In the light of Ertegrul's claim to be 'talking to all UK ISP's', perhaps it's time for everyone to start asking their ISP what their position is with respect to Phorm. I've just squirted a query at the corporate PR droids for mine, though I'm not expecting much. Maybe El Reg could get the Pimply Faced Youth to stop surfing the pron and get on the phone...
OK, let's see mitigation includes:
1.Tweaks hosts file.
2.Wear the tin hat. (mine is x-heavy duty)
3.Wear the copper foil hat. (cost prohibitive, something about inflation)
I was wondering if there is anything that would actually work?
Can checking the 'opt out' box, assuming there is one, guarantee anything?
Why is it the company can do things I would be arrested for?
if it is merely sing their DNS servers, then there is no opt out, there are no cookies - so it can't be that from the description
and in addition there was mentioned that the browser showed connecting to there, which indicates making a request to a URL on that hostname
there is also the fact that the system is listening on port 80 for HTTP, but not on 53 for DNS (although port 80 is immediately closed after being accepted for me, i assume as i'm not on a participating ISP... yet)
of course that hostname showing up anywhere means that the request was directed to it for something other than DNS purposes (you can't direct a DNS lookup to a hostname, chicken and egg problem - and it wasn't a reverse DNS lookup as no programs do those for that type of request, plus a reverse DNS lookup returns a completely different generic hostname)
any even basic research on what was happening from an effected connection would involve a packet sniffer, which would say exactly what was going where and what it was returning - which is why i expected such information to be easy to get from supposedly technical people (as apposed to "well i saw a hostname with 'dns' in it") about the only thing that can be ruled out is that it is in any way DNS related (due to firstly the fact that it showed in the browser, which has no idea which DNS servers your system is set to use when it calls API functions, and secondly the fact that it states that opt-out is for a single browser - which just monitoring DNS packets would only be able to tell you the users IP Address and the hostname they looked up not a specific browser, only way to tell a specific browser is using the HTTP cookies from a HTTP request)
I agree with Justin - I run a Windows 2003 box in my case that is my movie/music repository and a DNS server. Works great for me, I don't have to touch the ISP's DNS at all. Of course companies running even Windows small business server are required to have DNS for Active Directory. So in that instance as long as you go into the DNS Server and remove any forwarders (ie your ISP's DNS Servers) this provides the same.
Some internet adverts are useful, sites like everyclick.com use advertising to raise funds for charity. In fact the charity I run makes a good chunk of its income through everyclick. visit us at http://costellokids.com
My big worry is that such great systems of fundraising will be damaged as people move towards Tor and other systems.

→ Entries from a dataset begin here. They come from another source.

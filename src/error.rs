//! Error taxonomy for the smoke harness
//!
//! Fatal kinds (`Preflight`, `Discovery`) abort before any check runs.
//! Everything else is recovered by the runner and recorded as a failure.

use thiserror::Error;

/// Errors raised while validating a deployment
#[derive(Error, Debug, Clone, PartialEq, Eq)]
pub enum SmokeError {
    #[error("Pre-flight check failed: {0}")]
    Preflight(String),

    #[error("{0}")]
    Discovery(String),

    #[error("{0}")]
    Assertion(String),

    #[error("Request to {url} timed out after {timeout_ms}ms")]
    ProbeTimeout { url: String, timeout_ms: u64 },

    #[error("Request to {url} failed: {reason}")]
    Probe { url: String, reason: String },

    #[error("`{command}` failed: {message}")]
    Command { command: String, message: String },
}

impl SmokeError {
    /// Errors that abort the run before any check executes
    pub fn is_fatal(&self) -> bool {
        matches!(self, SmokeError::Preflight(_) | SmokeError::Discovery(_))
    }

    /// Short label used in logs and JSON output
    pub fn kind(&self) -> &'static str {
        match self {
            SmokeError::Preflight(_) => "preflight",
            SmokeError::Discovery(_) => "discovery",
            SmokeError::Assertion(_) => "assertion",
            SmokeError::ProbeTimeout { .. } => "probe_timeout",
            SmokeError::Probe { .. } => "probe",
            SmokeError::Command { .. } => "command",
        }
    }
}
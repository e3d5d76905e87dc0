//! route-smoke - post-rollout smoke test for the Team2 demo deployment
//!
//! Resolves the deployed routes and service endpoints through the cluster
//! CLI, then runs an ordered list of HTTP and readiness checks against them.
//! A failing check never stops the run; the exit code is 1 when any check
//! failed or the cluster could not be inspected at all.
//!
//! ## Usage
//!
//! ```bash
//! # Run every check with coloured console output
//! route-smoke
//!
//! # Machine-readable report with a tighter probe deadline
//! route-smoke run --format json --timeout-ms 2000
//!
//! # Show the checks in execution order
//! route-smoke list
//! ```

use anyhow::{Context, Result};
use clap::Parser;
use std::io::{self, Write};
use tracing::{debug, error};

mod cli;
mod config;
mod error;
mod executor;
#[cfg(test)]
mod fakes;
mod http;
mod k8s;
mod models;
mod output;
mod tests;
mod utils;

use cli::{Args, Command, RunArgs};
use config::{EnvConfig, SmokeConfig};
use executor::{SessionOutcome, SmokeSession, TestCase};
use http::HttpClient;
use k8s::ProcessRunner;
use output::{exit_code, OutputFormat, Reporter};
use utils::{init_logger, LogLevel};

#[tokio::main]
async fn main() {
    let args = Args::parse();
    let env = EnvConfig::load();

    // ROUTE_SMOKE_LOG is either a bare level or a full filter directive
    let env_log = env.log.as_deref().filter(|_| !args.verbose);
    let level = match env_log.and_then(LogLevel::from_str) {
        Some(level) => level,
        None if args.verbose => LogLevel::Debug,
        None => LogLevel::Warn,
    };
    init_logger(level, env_log.filter(|d| LogLevel::from_str(d).is_none()));

    let code = match run(&args, &env).await {
        Ok(code) => code,
        Err(e) => {
            error!("Unexpected error: {e:#}");
            eprintln!("Unexpected error: {e:#}");
            1
        }
    };
    std::process::exit(code);
}

async fn run(args: &Args, env: &EnvConfig) -> Result<i32> {
    if env.has_any() {
        debug!("Applying ROUTE_SMOKE_* environment overrides");
    }
    let mut config = SmokeConfig::resolve(args.config.as_deref(), env)?;
    if args.no_color {
        config.color = false;
    }

    match args.command() {
        Command::Run(run_args) => run_checks(config, &run_args).await,
        Command::List => {
            list_checks();
            Ok(0)
        }
    }
}

async fn run_checks(mut config: SmokeConfig, run_args: &RunArgs) -> Result<i32> {
    if let Some(timeout_ms) = run_args.timeout_ms {
        config.timeout_ms = timeout_ms;
    }
    config.validate()?;

    let format = OutputFormat::from_str(&run_args.format)
        .with_context(|| format!("Unknown output format: {}", run_args.format))?;
    let reporter = Reporter::new(&config, format);

    let commands = ProcessRunner::new();
    let probe = HttpClient::new()?;
    let session = SmokeSession::new(&config, &commands, &probe);

    report_session(&session, &reporter, &tests::all_checks(), &mut io::stdout())
        .await
        .context("Failed to write report")
}

/// Drive one session and write its report; returns the process exit code
async fn report_session(
    session: &SmokeSession<'_>,
    reporter: &Reporter<'_>,
    checks: &[TestCase],
    out: &mut impl Write,
) -> io::Result<i32> {
    let text = reporter.format() == OutputFormat::Text;
    if text {
        writeln!(out, "{}", reporter.header())?;
        out.flush()?;
    }

    let (routes, endpoints) = match session.discover().await {
        Ok(found) => found,
        Err(e) => {
            error!("{e}");
            writeln!(out, "{}", reporter.render_fatal(&e))?;
            return Ok(1);
        }
    };

    if text {
        writeln!(out, "{}\n", reporter.preflight_ok())?;
        writeln!(out, "{}", reporter.render_discovery(&routes, &endpoints))?;
        out.flush()?;
    }

    let summary = session.run(checks, &routes, &endpoints).await;
    let code = exit_code(&summary);
    let outcome = SessionOutcome {
        routes,
        endpoints,
        summary,
    };

    write!(out, "{}", reporter.render(&outcome))?;
    if !text {
        writeln!(out)?;
    }
    out.flush()?;

    Ok(code)
}

fn list_checks() {
    println!("Smoke checks (execution order):");
    for (i, case) in tests::all_checks().iter().enumerate() {
        println!("  {:2}. {}", i + 1, case.name);
    }
}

I block 99% of advertising, yet for EveryClick and a few other sites I allow there adverts as I know how important they are.
I have not yet figured out how to allow Tor to allow advertising of my choice.

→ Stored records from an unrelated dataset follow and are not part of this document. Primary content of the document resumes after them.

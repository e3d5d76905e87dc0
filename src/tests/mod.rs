//! Deployment checks
//!
//! The declared order is significant and is the order of the report:
//!
//! ### Frontend routing
//! 1. Root returns 404 (no default redirect)
//! 2. Frontend accessible at /app1
//! 3. Redirect does not expose internal port
//! 4. Frontend HTML has base href
//! 5. Frontend static assets load
//!
//! ### API reachability
//! 6. API via frontend route
//! 7. API via API route
//! 8. API via backend route
//!
//! ### Hardening and workloads
//! 9. Security headers present on frontend
//! 10. Unknown paths return 404
//! 11. Pods are ready


use futures::FutureExt;

use crate::executor::TestCase;

/// All checks in declaration order
pub fn all_checks() -> Vec<TestCase> {
    vec![
        TestCase::new("Root returns 404 (no default redirect)", |ctx| {
            frontend::root_returns_404(ctx).boxed()
        }),
        TestCase::new("Frontend accessible at /app1", |ctx| {
            frontend::app_accessible(ctx).boxed()
        }),
        TestCase::new("Redirect does not expose internal port", |ctx| {
            frontend::redirect_hides_internal_port(ctx).boxed()
        }),
        TestCase::new("Frontend HTML has base href", |ctx| {
            frontend::html_has_base_href(ctx).boxed()
        }),
        TestCase::new("Frontend static assets load", |ctx| {
            frontend::static_assets_load(ctx).boxed()
        }),
        TestCase::new("API via frontend route", |ctx| {
            api::via_frontend_route(ctx).boxed()
        }),
        TestCase::new("API via API route", |ctx| api::via_api_route(ctx).boxed()),
        TestCase::new("API via backend route", |ctx| {
            api::via_backend_route(ctx).boxed()
        }),
        TestCase::new("Security headers present on frontend", |ctx| {
            frontend::security_headers_present(ctx).boxed()
        }),
        TestCase::new("Unknown paths return 404", |ctx| {
            frontend::unknown_path_returns_404(ctx).boxed()
        }),
        TestCase::new("Pods are ready", |ctx| infra::pods_ready(ctx).boxed()),
    ]
}

#[cfg(test)]
mod tests {
    use super::*;

    #[test]
    fn test_all_checks_in_declared_order() {
        let names: Vec<_> = all_checks().iter().map(|c| c.name).collect();
        assert_eq!(
            names,
            [
                "Root returns 404 (no default redirect)",
                "Frontend accessible at /app1",
                "Redirect does not expose internal port",
                "Frontend HTML has base href",
                "Frontend static assets load",
                "API via frontend route",
                "API via API route",
                "API via backend route",
                "Security headers present on frontend",
                "Unknown paths return 404",
                "Pods are ready",
            ]
        );
    }

    #[test]
    fn test_names_unique() {
        let checks = all_checks();
        let mut names: Vec<_> = checks.iter().map(|c| c.name).collect();
        names.sort_unstable();
        names.dedup();
        assert_eq!(names.len(), checks.len());
    }
}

Does anybody here have experiance of products such as ghostsurf? Would this also be as secure as Tor?
I also wonder how long it will be before the security companies build blocking technology into the AV/Firewall products. Which will put an end to this stupid project by the ISP's.
My big worry is privacy for the work we do, as webmail is used by many of our members, and myself as it is so quick and easy to access. So if keywords are being used, from webmail pages, then there is a possible risk to the people we support, and by the nature of our e-mail it would be very easy to identify individuals. This is scary and I have contacted the information commissioner about this, as well as writing to my ISP's compliance officer.
I no longer have any trust in my ISP. The worry is that like all Bandwagon's all UK ISP's will quickly jump on.
It is a bad time for UK internet users and the privacy of all.
Wow. I'd like to see some technical details as well.
Here's some light relief. BT started spamming me a couple of months ago (web design and review services, for some reason), using an address I gave them for online account access. This got so annoying a few days ago that I tried to opt out. The opt-out link was dead, so I had to email them. The 'mailto' link didn't work either - not sure why, maybe Thunderbird gets confused when it sees a subject - so I manually constructed the (empty) email, using the 'mailto' address and subject.
A couple of minutes later, my mail is returned - BT has rejected it as...
Try again, with a body, still rejected as spam. Ring up the advertised 0800 number, shout at somebody, who politely tells me that he'll talk to his sales manager.
Got another spam from BT today.
... running your own DNS/Proxy etc, as all those requests still go through the ISP's routers on UPD port53/TCP Port 80 respectively and can be redirected/stored or whatever without you knowing anything about it.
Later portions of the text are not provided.